_Material for the task_.
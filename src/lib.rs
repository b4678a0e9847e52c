pub mod api;
pub mod bootstrap;
pub mod commands;
pub mod config;
pub mod logging;
pub mod models;
pub mod storage;
pub mod store;

use anyhow::Result;
use api::HttpAccountApi;
use config::AppConfig;
use std::sync::Arc;
use storage::Storage;
use store::AccountStore;

/// Session state shared by the command handlers
pub struct AppState<A = HttpAccountApi> {
    pub store: Arc<AccountStore<A>>,
    pub storage: Arc<Storage>,
}

impl AppState {
    pub async fn init(config: &AppConfig) -> Result<Self> {
        let api = HttpAccountApi::new(&config.api)?;
        let store = AccountStore::new(api).with_delete_mode(config.store.delete_mode);
        let storage = Storage::open(config).await?;

        tracing::debug!(
            "Account API at {} (delete mode: {:?}, database: {})",
            config.api.base_url,
            store.delete_mode(),
            storage.is_database_enabled()
        );

        Ok(Self {
            store: Arc::new(store),
            storage: Arc::new(storage),
        })
    }
}
pub mod account;
pub mod stats;

pub use account::{Account, AccountConfigItem, AccountListResponse};
pub use stats::Stats;
pub mod error;
pub mod http;
#[cfg(test)]
pub mod mock;

pub use error::ApiError;
pub use http::HttpAccountApi;

use crate::models::{Account, AccountConfigItem};
use async_trait::async_trait;

/// Remote account service consumed by the store.
#[async_trait]
pub trait AccountApi: Send + Sync {
    /// Fetch every account, bare list and envelope bodies both accepted
    async fn list(&self) -> Result<Vec<Account>, ApiError>;

    async fn delete(&self, id: &str) -> Result<(), ApiError>;

    async fn disable(&self, id: &str) -> Result<(), ApiError>;

    /// Enable an account; the server also lifts its cooldown
    async fn enable(&self, id: &str) -> Result<(), ApiError>;

    async fn bulk_enable(&self, ids: &[String]) -> Result<(), ApiError>;

    async fn bulk_disable(&self, ids: &[String]) -> Result<(), ApiError>;

    /// Replace the full account configuration
    async fn update_config(&self, items: &[AccountConfigItem]) -> Result<(), ApiError>;
}
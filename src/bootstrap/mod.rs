//! Headless display bootstrap: bring up a virtual framebuffer, wait for it,
//! then hand the process over to the application.

pub mod display;

pub use display::ScreenGeometry;

use crate::config::DisplayConfig;
use std::path::PathBuf;
use std::process::{Command, ExitStatus};
use std::time::Duration;

#[derive(Debug, thiserror::Error)]
pub enum BootstrapError {
    #[error("failed to start {program}: {source}")]
    Spawn {
        program: String,
        #[source]
        source: std::io::Error,
    },

    #[error("display server exited before becoming ready ({0})")]
    DisplayExited(ExitStatus),

    #[error("display socket {socket:?} did not appear within {timeout:?}")]
    ReadinessTimeout { socket: PathBuf, timeout: Duration },

    #[error("failed to poll display server: {0}")]
    Wait(#[source] std::io::Error),

    #[error("failed to exec {program}: {source}")]
    Exec {
        program: String,
        #[source]
        source: std::io::Error,
    },

    #[error("invalid screen geometry {0:?}, expected WIDTHxHEIGHTxDEPTH")]
    InvalidGeometry(String),
}

pub struct Bootstrap {
    config: DisplayConfig,
}

impl Bootstrap {
    pub fn new(config: DisplayConfig) -> Self {
        Self { config }
    }

    /// Application command with the display exported and output unbuffered
    pub fn app_command(&self, program: &str, args: &[String]) -> Command {
        let mut command = Command::new(program);
        command
            .args(args)
            .env("DISPLAY", self.config.display_name())
            .env("PYTHONUNBUFFERED", "1");
        command
    }

    /// Start the display server, wait for it, then replace this process with
    /// `program`. Only returns on failure, except on platforms without `exec`
    /// where the application's exit code is returned.
    ///
    /// A failure after the server started leaves it running.
    pub async fn run(&self, program: &str, args: &[String]) -> Result<i32, BootstrapError> {
        let mut server = display::start_server(&self.config)?;
        display::wait_until_ready(&self.config, &mut server).await?;

        tracing::info!(
            "Launching {} on DISPLAY={}",
            program,
            self.config.display_name()
        );
        hand_over(program, self.app_command(program, args))
    }
}

#[cfg(unix)]
fn hand_over(program: &str, mut command: Command) -> Result<i32, BootstrapError> {
    use std::os::unix::process::CommandExt;

    let source = command.exec();
    Err(BootstrapError::Exec {
        program: program.to_string(),
        source,
    })
}

#[cfg(not(unix))]
fn hand_over(program: &str, mut command: Command) -> Result<i32, BootstrapError> {
    let status = command.status().map_err(|source| BootstrapError::Exec {
        program: program.to_string(),
        source,
    })?;
    Ok(status.code().unwrap_or(1))
}
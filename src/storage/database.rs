use anyhow::Result;
use sqlx::sqlite::{SqliteConnectOptions, SqlitePool, SqlitePoolOptions};
use sqlx::Row;
use std::str::FromStr;
use std::time::Duration;

/// JSON documents keyed by name, stored in SQLite
pub struct Database {
    pool: SqlitePool,
}

impl Database {
    pub async fn connect(database_url: &str) -> Result<Self> {
        let options = SqliteConnectOptions::from_str(database_url)?.create_if_missing(true);

        let pool = SqlitePoolOptions::new()
            .min_connections(1)
            .max_connections(10)
            .acquire_timeout(Duration::from_secs(30))
            .connect_with(options)
            .await?;

        sqlx::query(
            r#"
            CREATE TABLE IF NOT EXISTS kv_store (
                key TEXT PRIMARY KEY,
                value TEXT NOT NULL,
                updated_at INTEGER NOT NULL
            )
            "#,
        )
        .execute(&pool)
        .await?;

        tracing::info!("[STORAGE] Database ready");
        Ok(Self { pool })
    }

    pub async fn get(&self, key: &str) -> Result<Option<serde_json::Value>> {
        let row = sqlx::query("SELECT value FROM kv_store WHERE key = ?")
            .bind(key)
            .fetch_optional(&self.pool)
            .await?;

        match row {
            Some(row) => {
                let value: String = row.try_get("value")?;
                Ok(Some(serde_json::from_str(&value)?))
            }
            None => Ok(None),
        }
    }

    pub async fn set(&self, key: &str, value: &serde_json::Value) -> Result<()> {
        sqlx::query(
            r#"
            INSERT INTO kv_store (key, value, updated_at)
            VALUES (?, ?, ?)
            ON CONFLICT (key) DO UPDATE SET
                value = excluded.value,
                updated_at = excluded.updated_at
            "#,
        )
        .bind(key)
        .bind(serde_json::to_string(value)?)
        .bind(chrono::Utc::now().timestamp())
        .execute(&self.pool)
        .await?;

        Ok(())
    }
}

_Task directions_.
The full listing must be retyped exactly as it stands.

_Answer for this exercise_.
filename src/lib.rs
repository b4678a0e9847e52c
pub mod api;
pub mod bootstrap;
pub mod commands;
pub mod config;
pub mod logging;
pub mod models;
pub mod storage;
pub mod store;

use anyhow::Result;
use api::HttpAccountApi;
use config::AppConfig;
use std::sync::Arc;
use storage::Storage;
use store::AccountStore;

/// Session state shared by the command handlers
pub struct AppState<A = HttpAccountApi> {
    pub store: Arc<AccountStore<A>>,
    pub storage: Arc<Storage>,
}

impl AppState {
    pub async fn init(config: &AppConfig) -> Result<Self> {
        let api = HttpAccountApi::new(&config.api)?;
        let store = AccountStore::new(api).with_delete_mode(config.store.delete_mode);
        let storage = Storage::open(config).await?;

        tracing::debug!(
            "Account API at {} (delete mode: {:?}, database: {})",
            config.api.base_url,
            store.delete_mode(),
            storage.is_database_enabled()
        );

        Ok(Self {
            store: Arc::new(store),
            storage: Arc::new(storage),
        })
    }
}
pub mod account;
pub mod stats;

pub use account::{Account, AccountConfigItem, AccountListResponse};
pub use stats::Stats;
pub mod error;
pub mod http;
#[cfg(test)]
pub mod mock;

pub use error::ApiError;
pub use http::HttpAccountApi;

use crate::models::{Account, AccountConfigItem};
use async_trait::async_trait;

/// Remote account service consumed by the store.
#[async_trait]
pub trait AccountApi: Send + Sync {
    /// Fetch every account, bare list and envelope bodies both accepted
    async fn list(&self) -> Result<Vec<Account>, ApiError>;

    async fn delete(&self, id: &str) -> Result<(), ApiError>;

    async fn disable(&self, id: &str) -> Result<(), ApiError>;

    /// Enable an account; the server also lifts its cooldown
    async fn enable(&self, id: &str) -> Result<(), ApiError>;

    async fn bulk_enable(&self, ids: &[String]) -> Result<(), ApiError>;

    async fn bulk_disable(&self, ids: &[String]) -> Result<(), ApiError>;

    /// Replace the full account configuration
    async fn update_config(&self, items: &[AccountConfigItem]) -> Result<(), ApiError>;
}
filename src/bootstrap/mod.rs
//! Headless display bootstrap: bring up a virtual framebuffer, wait for it,
//! then hand the process over to the application.

pub mod display;

pub use display::ScreenGeometry;

use crate::config::DisplayConfig;
use std::path::PathBuf;
use std::process::{Command, ExitStatus};
use std::time::Duration;

#[derive(Debug, thiserror::Error)]
pub enum BootstrapError {
    #[error("failed to start {program}: {source}")]
    Spawn {
        program: String,
        #[source]
        source: std::io::Error,
    },

    #[error("display server exited before becoming ready ({0})")]
    DisplayExited(ExitStatus),

    #[error("display socket {socket:?} did not appear within {timeout:?}")]
    ReadinessTimeout { socket: PathBuf, timeout: Duration },

    #[error("failed to poll display server: {0}")]
    Wait(#[source] std::io::Error),

    #[error("failed to exec {program}: {source}")]
    Exec {
        program: String,
        #[source]
        source: std::io::Error,
    },

    #[error("invalid screen geometry {0:?}, expected WIDTHxHEIGHTxDEPTH")]
    InvalidGeometry(String),
}

pub struct Bootstrap {
    config: DisplayConfig,
}

impl Bootstrap {
    pub fn new(config: DisplayConfig) -> Self {
        Self { config }
    }

    /// Application command with the display exported and output unbuffered
    pub fn app_command(&self, program: &str, args: &[String]) -> Command {
        let mut command = Command::new(program);
        command
            .args(args)
            .env("DISPLAY", self.config.display_name())
            .env("PYTHONUNBUFFERED", "1");
        command
    }

    /// Start the display server, wait for it, then replace this process with
    /// `program`. Only returns on failure, except on platforms without `exec`
    /// where the application's exit code is returned.
    ///
    /// A failure after the server started leaves it running.
    pub async fn run(&self, program: &str, args: &[String]) -> Result<i32, BootstrapError> {
        let mut server = display::start_server(&self.config)?;
        display::wait_until_ready(&self.config, &mut server).await?;

        tracing::info!(
            "Launching {} on DISPLAY={}",
            program,
            self.config.display_name()
        );
        hand_over(program, self.app_command(program, args))
    }
}

#[cfg(unix)]
fn hand_over(program: &str, mut command: Command) -> Result<i32, BootstrapError> {
    use std::os::unix::process::CommandExt;

    let source = command.exec();
    Err(BootstrapError::Exec {
        program: program.to_string(),
        source,
    })
}

#[cfg(not(unix))]
fn hand_over(program: &str, mut command: Command) -> Result<i32, BootstrapError> {
    let status = command.status().map_err(|source| BootstrapError::Exec {
        program: program.to_string(),
        source,
    })?;
    Ok(status.code().unwrap_or(1))
}
filename src/storage/database.rs
use anyhow::Result;
use sqlx::sqlite::{SqliteConnectOptions, SqlitePool, SqlitePoolOptions};
use sqlx::Row;
use std::str::FromStr;
use std::time::Duration;

/// JSON documents keyed by name, stored in SQLite
pub struct Database {
    pool: SqlitePool,
}

impl Database {
    pub async fn connect(database_url: &str) -> Result<Self> {
        let options = SqliteConnectOptions::from_str(database_url)?.create_if_missing(true);

        let pool = SqlitePoolOptions::new()
            .min_connections(1)
            .max_connections(10)
            .acquire_timeout(Duration::from_secs(30))
            .connect_with(options)
            .await?;

        sqlx::query(
            r#"
            CREATE TABLE IF NOT EXISTS kv_store (
                key TEXT PRIMARY KEY,
                value TEXT NOT NULL,
                updated_at INTEGER NOT NULL
            )
            "#,
        )
        .execute(&pool)
        .await?;

        tracing::info!("[STORAGE] Database ready");
        Ok(Self { pool })
    }

    pub async fn get(&self, key: &str) -> Result<Option<serde_json::Value>> {
        let row = sqlx::query("SELECT value FROM kv_store WHERE key = ?")
            .bind(key)
            .fetch_optional(&self.pool)
            .await?;

        match row {
            Some(row) => {
                let value: String = row.try_get("value")?;
                Ok(Some(serde_json::from_str(&value)?))
            }
            None => Ok(None),
        }
    }

    pub async fn set(&self, key: &str, value: &serde_json::Value) -> Result<()> {
        sqlx::query(
            r#"
            INSERT INTO kv_store (key, value, updated_at)
            VALUES (?, ?, ?)
            ON CONFLICT (key) DO UPDATE SET
                value = excluded.value,
                updated_at = excluded.updated_at
            "#,
        )
        .bind(key)
        .bind(serde_json::to_string(value)?)
        .bind(chrono::Utc::now().timestamp())
        .execute(&self.pool)
        .await?;

        Ok(())
    }
}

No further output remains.